Return all lines in the data where the string "content" can be found.

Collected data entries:
......
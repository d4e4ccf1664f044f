//! Append-only conversation transcript
//!
//! The store is written by exactly one owner (the session runtime). Readers
//! hold `watch` receivers and only ever see immutable snapshots, so a
//! snapshot handed out before an append is never altered by it.

use chrono::{DateTime, Utc};
use serde::{Deserialize, Serialize};
use std::sync::Arc;
use tokio::sync::watch;
use ts_rs::TS;

/// Who produced a turn
#[derive(Debug, Clone, Copy, PartialEq, Eq, Serialize, Deserialize, TS)]
#[serde(rename_all = "snake_case")]
#[ts(export)]
pub enum Speaker {
    User,
    Assistant,
}

/// One committed utterance
#[derive(Debug, Clone, PartialEq, Eq, Serialize, Deserialize, TS)]
#[ts(export)]
pub struct Turn {
    pub id: String,
    pub speaker: Speaker,
    pub content: String,
    pub created_at: DateTime<Utc>,
}

impl Turn {
    pub fn new(speaker: Speaker, content: impl Into<String>) -> Self {
        Self {
            id: uuid::Uuid::new_v4().to_string(),
            speaker,
            content: content.into(),
            created_at: Utc::now(),
        }
    }

    #[allow(dead_code)] // Used by tests
    pub fn user(content: impl Into<String>) -> Self {
        Self::new(Speaker::User, content)
    }

    pub fn assistant(content: impl Into<String>) -> Self {
        Self::new(Speaker::Assistant, content)
    }
}

/// Immutable view of the transcript at some instant
pub type Transcript = Arc<Vec<Turn>>;

/// Ordered, append-only log of turns
#[derive(Debug)]
pub struct TranscriptStore {
    tx: watch::Sender<Transcript>,
}

impl TranscriptStore {
    /// Create an empty store
    pub fn new() -> Self {
        let (tx, _) = watch::channel(Arc::new(Vec::new()));
        Self { tx }
    }

    /// Create a store seeded with the assistant's greeting
    pub fn with_greeting(greeting: impl Into<String>) -> Self {
        let store = Self::new();
        store.append(Turn::assistant(greeting));
        store
    }

    /// Append a turn at the end and notify subscribers.
    ///
    /// `created_at` is clamped so it never precedes the previous turn's
    /// timestamp (wall clocks can step backwards). Returns the turn as
    /// committed.
    pub fn append(&self, mut turn: Turn) -> Turn {
        self.tx.send_modify(|turns| {
            if let Some(last) = turns.last() {
                if turn.created_at < last.created_at {
                    turn.created_at = last.created_at;
                }
            }
            Arc::make_mut(turns).push(turn.clone());
        });
        turn
    }

    /// Snapshot of every turn in insertion order
    pub fn all(&self) -> Transcript {
        self.tx.borrow().clone()
    }

    /// Receiver that observes each new snapshot
    pub fn subscribe(&self) -> watch::Receiver<Transcript> {
        self.tx.subscribe()
    }

    pub fn len(&self) -> usize {
        self.tx.borrow().len()
    }

    #[allow(dead_code)] // API completeness
    pub fn is_empty(&self) -> bool {
        self.tx.borrow().is_empty()
    }

    #[allow(dead_code)] // API completeness
    pub fn last(&self) -> Option<Turn> {
        self.tx.borrow().last().cloned()
    }
}

impl Default for TranscriptStore {
    fn default() -> Self {
        Self::new()
    }
}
......
• _EXERCISE RESULT_
    pub content: String,
    pub fn new(speaker: Speaker, content: impl Into<String>) -> Self {
            content: content.into(),
    pub fn user(content: impl Into<String>) -> Self {
        Self::new(Speaker::User, content)
    pub fn assistant(content: impl Into<String>) -> Self {
        Self::new(Speaker::Assistant, content)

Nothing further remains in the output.